面白いから集客できるはず!と自信を持ってスタートしたものの、開始当初は予想を裏切り人はあまり集まらなかった。イベント(じゃがフェス)の期間が長いことや、複数回の開催になることなどが、参加に結び付かない原因だったようだ。だが、そこで簡単に諦めないのが、藤井さんだ。
残りわずかな時間も無駄にしないように、町内イベントなどに自ら出向いて告知活動を行った。必死の告知の甲斐あって、期日の3日前に目標金額である120万円に到達。無事開催にこぎつけることができたそう。
「正直開催できるかどうかヒヤヒヤしましたね」と笑うが、彼の「面白いことをやりたい!」という信念が、多くの人々の心に届いたのだろう。
オプションもてんこ盛りな、まさに“フェス”!
こうしてスタートを切ることになった“じゃがフェス”。全貌は以下の通りだ。
第1回は土づくり編。第2回は畝(うね)づくり編、第3回はじゃがいも植え付け編、そして最後にじゃがいも収穫編と、約半年間でひと通りの生産の流れを体験できるようになっている。さらに各イベントにはさまざまなコンテンツが盛り込まれ、まさに“フェス”といえる内容となっている。

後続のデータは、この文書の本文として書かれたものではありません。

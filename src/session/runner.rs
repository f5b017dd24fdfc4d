//! Session handler: drives query → answer → speech → history for one user.
//!
//! # Flow
//!
//! ```text
//! SessionCommand::SubmitQuery(text)
//!   └─▶ blank?  → Rejected
//!   └─▶ AnswerResolver::resolve                  (pure, never fails)
//!         └─▶ BestEffortSynthesizer::synthesize  (bounded, None on failure)
//!               └─▶ append to InteractionLog, clear pending query → Answered
//!
//! SessionCommand::SelectExample { category, index }
//!   └─▶ set pending query → PendingQueryChanged   (no resolution)
//! ```
//!
//! Commands are processed one at a time; a submission is complete before the
//! next command is read.

use std::sync::Arc;

use thiserror::Error;
use tokio::sync::mpsc;

use crate::knowledge::{AnswerResolver, KnowledgeBase};
use crate::speech::BestEffortSynthesizer;

use super::catalog::ExampleCatalog;
use super::state::{InteractionEntry, InteractionLog, Session};

// ---------------------------------------------------------------------------
// SessionError
// ---------------------------------------------------------------------------

/// Errors from presentation-layer requests.
#[derive(Debug, Clone, PartialEq, Eq, Error)]
pub enum SessionError {
    /// The query was empty or whitespace only.
    #[error("query is empty")]
    BlankQuery,

    /// No example category with this name.
    #[error("unknown example category: {0}")]
    UnknownCategory(String),

    /// The category exists but has no example at this index.
    #[error("category {category} has no example #{index}")]
    ExampleOutOfRange { category: String, index: usize },
}

// ---------------------------------------------------------------------------
// Channel messages
// ---------------------------------------------------------------------------

/// Requests from the presentation layer.
#[derive(Debug, Clone)]
pub enum SessionCommand {
    /// Resolve, synthesise and log `text`.
    SubmitQuery(String),
    /// Pre-fill the pending query with a catalog example.
    SelectExample { category: String, index: usize },
}

/// Updates delivered back to the presentation layer.
#[derive(Debug, Clone)]
pub enum SessionEvent {
    /// A query was answered and appended to the history.
    Answered(InteractionEntry),
    /// The pending query changed (example selected).
    PendingQueryChanged(String),
    /// The command was refused; nothing changed.
    Rejected(SessionError),
}

// ---------------------------------------------------------------------------
// SessionHandler
// ---------------------------------------------------------------------------

/// Owns one [`Session`] and the shared, read-only collaborators.
pub struct SessionHandler {
    knowledge: Arc<KnowledgeBase>,
    resolver: Arc<AnswerResolver>,
    speech: BestEffortSynthesizer,
    catalog: Arc<ExampleCatalog>,
    session: Session,
}

impl SessionHandler {
    /// Create a handler with a fresh, empty session.
    pub fn new(
        knowledge: Arc<KnowledgeBase>,
        resolver: Arc<AnswerResolver>,
        speech: BestEffortSynthesizer,
        catalog: Arc<ExampleCatalog>,
    ) -> Self {
        Self {
            knowledge,
            resolver,
            speech,
            catalog,
            session: Session::new(),
        }
    }

    pub fn session(&self) -> &Session {
        &self.session
    }

    pub fn history(&self) -> &InteractionLog {
        self.session.history()
    }

    pub fn pending_query(&self) -> &str {
        self.session.pending_query()
    }

    pub fn catalog(&self) -> &ExampleCatalog {
        &self.catalog
    }

    // -----------------------------------------------------------------------
    // Operations
    // -----------------------------------------------------------------------

    /// Answer `text` and append the interaction to the history.
    ///
    /// Blank input is refused with [`SessionError::BlankQuery`] and leaves the
    /// session untouched.  Synthesis failure only drops the audio.
    pub async fn submit_query(&mut self, text: &str) -> Result<&InteractionEntry, SessionError> {
        let query = text.trim();
        if query.is_empty() {
            return Err(SessionError::BlankQuery);
        }

        let answer = self.resolver.resolve(query, &self.knowledge).to_string();
        log::debug!("session: {query:?} → {answer:?}");

        let audio = self.speech.synthesize(&answer).await;
        if audio.is_none() {
            log::debug!("session: no audio for this answer");
        }

        Ok(self
            .session
            .record(InteractionEntry::new(query, answer, audio)))
    }

    /// Set the pending query to an example question.  Does not resolve it.
    pub fn select_example(&mut self, category: &str, index: usize) -> Result<&str, SessionError> {
        let questions = self
            .catalog
            .questions(category)
            .ok_or_else(|| SessionError::UnknownCategory(category.to_string()))?;

        let question = questions
            .get(index)
            .ok_or_else(|| SessionError::ExampleOutOfRange {
                category: category.to_string(),
                index,
            })?
            .clone();

        self.session.set_pending_query(question);
        Ok(self.session.pending_query())
    }

    // -----------------------------------------------------------------------
    // Command loop
    // -----------------------------------------------------------------------

    /// Process commands until `commands` is closed, then return the final
    /// session state.
    pub async fn run(
        mut self,
        mut commands: mpsc::Receiver<SessionCommand>,
        events: mpsc::Sender<SessionEvent>,
    ) -> Session {
        while let Some(command) = commands.recv().await {
            let event = match command {
                SessionCommand::SubmitQuery(text) => match self.submit_query(&text).await {
                    Ok(entry) => SessionEvent::Answered(entry.clone()),
                    Err(e) => SessionEvent::Rejected(e),
                },
                SessionCommand::SelectExample { category, index } => {
                    match self.select_example(&category, index) {
                        Ok(pending) => SessionEvent::PendingQueryChanged(pending.to_string()),
                        Err(e) => {
                            log::warn!("session: {e}");
                            SessionEvent::Rejected(e)
                        }
                    }
                }
            };

            let _ = events.send(event).await;
        }

        log::info!("session: command channel closed, session ending");
        self.session
    }
}

// ---------------------------------------------------------------------------
// Tests
// ---------------------------------------------------------------------------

例えばトラクターの運転体験や機械でのマルチシート張り体験など、追加で体験券を購入した人が参加できるプランや、農作業の後に楽しめる焼き芋体験など、普段はできない農業体験ができるようオプションを充実させた。ほかにも、さつまいものハンコづくりや、手焙煎したコーヒーを淹れるワークショップなども構想中。極めつけはすべての体験が終わった後に開催予定のポテトチップス試食会&動画の完成披露試写会。このイベントは藤井農園の野菜を取り扱っている大阪市内の居酒屋「梅田チューハイ35」に協力を仰ぎ、場所を提供してもらって開催する予定だとか。
想像するだけでも楽しそうなイベントの数々。藤井さんの企画力の賜物かと思いきや、「周りの皆さんの協力ありきです」と首を横に振る。聞けば、じゃがフェスは本当にたくさんの人たちの手でつくり上げられていた。